Audio analysis has already started to transform consumer‐facing industries such as streaming services as mentioned above. So far, most services focus on recommending music to be played back, but in the near future, we might see the rise of creative music listening applications that enable the listener to interact with the content itself instead of being restricted to only choosing content to be played. This could include, for example, the gain adjustment for individual voices, replacing instruments or vocalists, or interactively changing the musical arrangement or even stylistic properties of the music piece.

1.2.3 Music Production

Knowledge of the audio content can improve music production tools in various dimensions. On the one hand, content information can enable a more “musical” software interface, e.g. by displaying score‐like information synchronized with the audio data, and thus enabling an intuitive approach to editing the audio data. On the other hand, production software usage could be enhanced in terms of productivity and efficiency: the better a system understands the details and properties of incoming audio streams or files, the better it can adapt, for instance, by applying default gain and equalization parameters [23] or by suggesting compatible audio from a sound library.
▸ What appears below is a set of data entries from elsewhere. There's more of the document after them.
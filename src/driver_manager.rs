use std::path::Path;
use std::sync::atomic::{AtomicBool, Ordering};
use std::sync::{Arc, LazyLock, Once, RwLock, RwLockReadGuard, RwLockWriteGuard};

use crate::config::{self, error_num};
use crate::dataset::{Dataset, SharedKey, SharedPool};
use crate::driver::{Driver, DriverCapabilities, OpenInfo, HEADER_BYTES};
use crate::drivers;
use crate::errors::{ErrorClass, GeoDataError, Result};
use crate::options::{DatasetOptions, OpenFlags};
use crate::raster::{DataType, RasterCreationOptions};
use crate::string_list::NameValueList;
use crate::vsi;

/// An ordered collection of drivers.
///
/// Drivers are addressed by _0-based_ index (registration order) or by
/// short name, compared case-insensitively. Short names are unique.
///
/// Besides the process-wide [`DriverManager`], independent registries can be
/// built for isolation, e.g. in tests.
#[derive(Default)]
pub struct DriverRegistry {
    drivers: Vec<Driver>,
    shared: Arc<SharedPool>,
}
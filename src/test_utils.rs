use std::path::{Path, PathBuf};
use std::sync::atomic::{AtomicUsize, Ordering};
use std::sync::Arc;

use crate::dataset::FormatDataset;
use crate::driver::{DriverCapabilities, FormatDriver, OpenInfo};
use crate::drivers::MemDataset;
use crate::errors::Result;
use crate::geo_transform::GeoTransform;
use crate::raster::DataType;
use crate::string_list::NameValueList;
use crate::vsi::unlink_mem_file;

pub(crate) const WGS84_WKT: &str = r#"GEOGCS["WGS 84",DATUM["WGS_1984",SPHEROID["WGS 84",6378137,298.257223563,AUTHORITY["EPSG","7030"]],AUTHORITY["EPSG","6326"]],PRIMEM["Greenwich",0,AUTHORITY["EPSG","8901"]],UNIT["degree",0.0174532925199433,AUTHORITY["EPSG","9122"]],AUTHORITY["EPSG","4326"]]"#;

/// A struct that contains a temporary directory and a path to a file in that directory.
pub struct TempFixture {
    _temp_dir: tempfile::TempDir,
    temp_path: PathBuf,
}

impl TempFixture {
    /// Creates a copy of the test file in a temporary directory.
    /// Returns the struct `TempFixture` that contains the temp dir (for clean-up on `drop`) as well as the path to the file.
    pub fn fixture(name: &str) -> Self {
        let staging = Self::empty(name);
        std::fs::copy(fixture(name), &staging.temp_path).unwrap();
        staging
    }

    /// Creates a temporary directory and path to a non-existent file with given `name`.
    /// Useful for writing results to during testing
    ///
    /// Returns the struct `TempFixture` that contains the temp dir (for clean-up on `drop`)
    /// as well as the empty file path.
    pub fn empty(name: &str) -> Self {
        let _temp_dir = tempfile::tempdir().unwrap();
        let temp_path = _temp_dir.path().join(name);
        Self {
            _temp_dir,
            temp_path,
        }
    }

    pub fn path(&self) -> &Path {
        &self.temp_path
    }
}

impl AsRef<Path> for TempFixture {
    fn as_ref(&self) -> &Path {
        self.path()
    }
}

/// Returns the fully qualified path to `filename` in `${CARGO_MANIFEST_DIR}/fixtures`.
pub fn fixture(filename: &str) -> PathBuf {
    Path::new(env!("CARGO_MANIFEST_DIR"))
        .join("fixtures")
        .join(filename)
}

/// A struct that represents a `/vsimem/` (in-memory) path.
///
/// The file will be deleted when the value is dropped.
pub struct InMemoryFixture {
    path: PathBuf,
}

impl InMemoryFixture {
    pub fn new(filename: &str) -> Self {
        let mut path = PathBuf::from("/vsimem");
        path.push(filename);

        Self { path }
    }

    pub fn path(&self) -> &Path {
        &self.path
    }
}

impl Drop for InMemoryFixture {
    fn drop(&mut self) {
        // some tests move or delete the file themselves
        let _ = unlink_mem_file(&self.path);
    }
}

/// A driver claiming resources whose header starts with a signature.
///
/// Every dataset it hands out is counted in `live` until dropped.
pub(crate) struct MockDriver {
    name: String,
    long_name: String,
    signature: Vec<u8>,
    live: Arc<AtomicUsize>,
    writable: bool,
}

impl MockDriver {
    pub fn new(name: &str, signature: &[u8]) -> Self {
        MockDriver {
            name: name.to_string(),
            long_name: format!("Mock driver {name}"),
            signature: signature.to_vec(),
            live: Arc::new(AtomicUsize::new(0)),
            writable: true,
        }
    }

    pub fn with_counter(mut self, live: Arc<AtomicUsize>) -> Self {
        self.live = live;
        self
    }

    /// Opening only; no create.
    pub fn read_only(mut self) -> Self {
        self.writable = false;
        self
    }
}

impl FormatDriver for MockDriver {
    fn short_name(&self) -> &str {
        &self.name
    }

    fn long_name(&self) -> &str {
        &self.long_name
    }

    fn capabilities(&self) -> DriverCapabilities {
        let mut capabilities = DriverCapabilities::RASTER | DriverCapabilities::OPEN;
        if self.writable {
            capabilities |= DriverCapabilities::CREATE;
        }
        capabilities
    }

    fn identify(&self, info: &OpenInfo) -> bool {
        info.header_starts_with(&self.signature)
    }

    fn open(&self, info: &OpenInfo) -> Result<Box<dyn FormatDataset>> {
        let mut inner = MemDataset::new((1, 1));
        inner.push_band(DataType::UInt8)?;
        Ok(Box::new(MockDataset::new(
            inner,
            self.live.clone(),
            vec![info.filename.to_string()],
        )))
    }

    fn create(
        &self,
        _filename: &str,
        size: (usize, usize),
        bands: usize,
        data_type: DataType,
        _options: &NameValueList,
    ) -> Result<Box<dyn FormatDataset>> {
        let mut inner = MemDataset::new(size);
        for _ in 0..bands {
            inner.push_band(data_type)?;
        }
        Ok(Box::new(MockDataset::new(inner, self.live.clone(), Vec::new())))
    }
}

struct MockDataset {
    inner: MemDataset,
    live: Arc<AtomicUsize>,
    files: Vec<String>,
}

impl MockDataset {
    fn new(inner: MemDataset, live: Arc<AtomicUsize>, files: Vec<String>) -> Self {
        live.fetch_add(1, Ordering::SeqCst);
        MockDataset { inner, live, files }
    }
}

impl Drop for MockDataset {
    fn drop(&mut self) {
        self.live.fetch_sub(1, Ordering::SeqCst);
    }
}

impl FormatDataset for MockDataset {
    fn raster_size(&self) -> (usize, usize) {
        self.inner.raster_size()
    }

    fn raster_count(&self) -> usize {
        self.inner.raster_count()
    }

    fn band_type(&self, band: usize) -> DataType {
        self.inner.band_type(band)
    }

    fn read_window(
        &mut self,
        band: usize,
        offset: (usize, usize),
        size: (usize, usize),
        buffer: &mut [f64],
    ) -> Result<()> {
        self.inner.read_window(band, offset, size, buffer)
    }

    fn write_window(
        &mut self,
        band: usize,
        offset: (usize, usize),
        size: (usize, usize),
        buffer: &[f64],
    ) -> Result<()> {
        self.inner.write_window(band, offset, size, buffer)
    }

    fn geo_transform(&self) -> Option<GeoTransform> {
        self.inner.geo_transform()
    }

    fn set_geo_transform(&mut self, transform: &GeoTransform) -> Result<()> {
        self.inner.set_geo_transform(transform)
    }

    fn file_list(&self) -> Vec<String> {
        self.files.clone()
    }
}

/// Assert numerical difference between two expressions is less than
/// 64-bit machine epsilon or a specified epsilon.
///
/// # Examples:
/// ```rust, ignore
/// use std::f64::consts::{PI, E};
/// assert_near!(PI / E, 1.1557273497909217);
/// // with specified epsilon
/// assert_near!(PI / E, 1.15572734, epsilon = 1e-8);
/// ```
#[macro_export]
macro_rules! assert_near {
    ($left:expr, $right:expr) => {
        $crate::assert_near!($left, $right, epsilon = f64::EPSILON)
    };
    ($left:expr, $right:expr, epsilon = $ep:expr) => {
        assert!(
            ($left - $right).abs() < $ep,
            "|{} - {}| = {} is greater than epsilon {:.4e}",
            $left,
            $right,
            ($left - $right).abs(),
            $ep
        )
    };
}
Intelligent music software might also support editors by offering automatic artifact‐free splicing of multiple recordings from one session or selecting error‐free recordings from a set of recordings.

Modern tools also enhance the creative possibilities in the production process. For example, creating harmonically meaningful background choirs by analyzing the lead vocals and the harmony track is already technically feasible and commercially available today. Knowing and isolating sound sources in a recording could enable new ways of modifying or morphing different sounds for the creation of new soundscapes, effects, and auditory scenes.

1.2.4 Music Education

The potential of utilizing technology to assist music (instrument) education has been recognized as early as the 1930s, when Seashore pointed out the educational value of scientific observation of music performances [24]. The availability of automatic and fast audio analysis can support the creation of artificially intelligent music tutoring software, which aims at supplementing teachers by providing students with insights and interactive feedback by analyzing and assessing the audio of practice sessions. An interactive music tutor with in‐depth understanding of the musical score and performance content can highlight problematic parts of the students' performance, provide a concise yet easily understandable analysis, give objective and specific feedback on how to improve, and individualize the curriculum depending on the students' mistakes and general progress. At the same time, music tutoring software can provide an accessible, objective, and reproducible analysis.

1.2.5 Generative Music

Machine‐interpretable content information can also feed generative algorithms. The automatic composition and rendition of music is emerging as a challenging yet popular research direction [25], gaining interest from both research institutions and industry. While bigger questions concerning capabilities and restrictions of computational creativity as well as aesthetic evaluation of algorithmically generated music remain largely unanswered, practical applications such as generating background music for user videos and commercial advertisements are currently in the focus of many researchers. The interactive and adaptive generation of sound tracks for video games as well as individualized generation of license‐free music content for streaming is additional long‐term goals of considerable commercial interest.

References

1

Xuedong Huang, James Baker, and Raj Reddy. A Historical Perspective of Speech Recognition.

Communications of the ACM

, 57(1):94–103, January 2014. ISSN 0001‐0782. doi: 10.1145/2500887. URL

https://doi.org/10.1145/2500887

.

2

Dong Yu and Li Deng.

Automatic Speech Recognition ‐ A Deep Learning Approach

.

Signals and Communication Technology

. Springer, London, 2015. ISBN 978‐1‐4471‐5779‐3. URL

https://doi.org/10.1007/978-1-4471-5779-3

.

3

Frank Dellaert, Thomas Polzin, and Alex Waibel. Recognizing Emotion in Speech. In

Proceedings of the International Conference on Spoken Language Processing (ICSLP)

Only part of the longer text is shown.